It is a place that has been much written about and often painted; but of which no writing and no art can convey more than a dwarfed and pallid impression. To describe it, in the sense of building up a recognizable image by means of words, is impossible. The scale is too vast; the effect too tremendous; the sense of one’s own dumbness, and littleness, and incapacity, too complete and crushing. It is a place that strikes you into silence; that empties you, as it were, not only of words but of ideas. Nor is this a first effect only. Later in the year, when we came back down the river and moored close by, and spent long days among the ruins, I found I never had a word to say in the great hall. Others might measure the girth of those tremendous columns; others might climb hither and thither, and find out points of view, and test the accuracy of Wilkinson and Mariette; but I could only look and be silent.

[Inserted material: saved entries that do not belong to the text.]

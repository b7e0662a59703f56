// Tick <-> sqrt price conversion (Q64.96)
//
// Bit-decomposed 1.0001^(tick/2) with the host pool manager's constants,
// so JIT sizing sees exactly the prices the pool manager uses.

use anchor_lang::prelude::*;

use super::u256::U256;
use crate::{constants::*, errors::*};

pub const RESOLUTION: usize = 96;

// Q128.128 multipliers for each set bit of |tick|
const TICK_MULTIPLIERS: [(u32, u128); 19] = [
    (0x2, 0xfff97272373d413259a46990580e213a),
    (0x4, 0xfff2e50f5f656932ef12357cf3c7fdcc),
    (0x8, 0xffe5caca7e10e4e61c3624eaa0941cd0),
    (0x10, 0xffcb9843d60f6159c9db58835c926644),
    (0x20, 0xff973b41fa98c081472e6896dfb254c0),
    (0x40, 0xff2ea16466c96a3843ec78b326b52861),
    (0x80, 0xfe5dee046a99a2a811c461f1969c3053),
    (0x100, 0xfcbe86c7900a88aedcffc83b479aa3a4),
    (0x200, 0xf987a7253ac413176f2b074cf7815e54),
    (0x400, 0xf3392b0822b70005940c7a398e4b70f3),
    (0x800, 0xe7159475a2c29b7443b29c7fa6e889d9),
    (0x1000, 0xd097f3bdfd2022b8845ad8f792aa5825),
    (0x2000, 0xa9f746462d870fdf8a65dc1f90e061e5),
    (0x4000, 0x70d869a156d2a1b890bb3df62baf32f7),
    (0x8000, 0x31be135f97d08fd981231505542fcfa6),
    (0x10000, 0x9aa508b5b7a84e1c677de54f3e99bc9),
    (0x20000, 0x5d6af8dedb81196699c329225ee604),
    (0x40000, 0x2216e584f5fa1ea926041bedfe98),
    (0x80000, 0x48a170391f7dc42444e8fa2),
];

pub fn q96() -> U256 {
    U256::one() << RESOLUTION
}

pub fn get_sqrt_price_at_tick(tick: i32) -> Result<U256> {
    require!(
        (MIN_TICK..=MAX_TICK).contains(&tick),
        HookError::TickOutOfRange
    );

    let abs_tick = tick.unsigned_abs();

    let mut ratio = if abs_tick & 0x1 != 0 {
        U256::from(0xfffcb933bd6fad37aa2d162d1a594001u128)
    } else {
        U256::one() << 128usize
    };

    for (mask, multiplier) in TICK_MULTIPLIERS {
        if abs_tick & mask != 0 {
            ratio = (ratio * U256::from(multiplier)) >> 128usize;
        }
    }

    if tick > 0 {
        ratio = U256::max_value() / ratio;
    }

    // Q128.128 -> Q64.96, rounding up so the result is never below the true price
    let shifted = ratio >> 32usize;
    let remainder = ratio % (U256::one() << 32usize);
    if remainder.is_zero() {
        Ok(shifted)
    } else {
        Ok(shifted + 1u64)
    }
}
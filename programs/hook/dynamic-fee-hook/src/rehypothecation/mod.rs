pub mod hook;
pub mod jit;
pub mod share_ledger;
pub mod yield_source;

pub use hook::*;
pub use jit::*;
pub use share_ledger::*;
pub use yield_source::*;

Yet to look is something, if one can but succeed in remembering; and the great hall of Karnak is photographed in some dark corner of my brain for as long as Ihave memory. I shut my eyes, and see it as if I were there—not all at once, as in a picture; but bit by bit, as the eye takes note of large objects and travels over an extended field of vision. I stand once more among those mighty columns, which radiate into avenues from whatever point one takes them. I see them swathed in coiled shadows and broad bands of light. I see them sculptured and painted with shapes of gods and kings, with blazonings of royal names, with sacrificial altars, and forms of sacred beasts, and emblems of wisdom and truth. The shafts of these columns are enormous. I stand at the foot of one—or of what seems to be the foot; for the original pavement lies buried seven feet below. Six men standing with extended arms, finger-tip to finger-tip, could barely span it round. It casts a shadow twelve feet in breadth—such a shadow as might be cast by a tower. The capital that juts out so high above my head looks as if it might have been placed there to support the heavens. It is carved in the semblance of a full-blown lotus, and glows with undying colors—colors that are still fresh, though laid on by hands that have been dust these three thousand years and more. It would take not six men, but a dozen, to measure round the curved lip of that stupendous lily.

Such are the twelve central columns. The rest (one hundred and twenty-two in number) are gigantic, too, but smaller. Of the roof they once supported, only the beams remain. Those beams are stones—huge monoliths[41]carved and painted, bridging the space from pillar to pillar, and patterning the trodden soil with bands of shadow.

Looking up and down the central avenue, we see at theone end a flame-like obelisk; at the other, a solitary palm against a background of glowing mountain. To right, to left, showing transversely through long files of columns, we catch glimpses of colossal bas-reliefs lining the roofless walls in every direction. The king, as usual, figures in every group, and performs the customary acts of worship. The gods receive and approve him. Half in light, half in shadow, these slender, fantastic forms stand out sharp and clear and colorless; each figure some eighteen or twenty feet in height. They could scarcely have looked more weird when the great roof was in its place and perpetual twilight reigned. But it is difficult to imagine the roof on and the sky shut out. It all looks right as it is; and one feels, somehow, that such columns should have nothing between them and the infinite blue depths of heaven.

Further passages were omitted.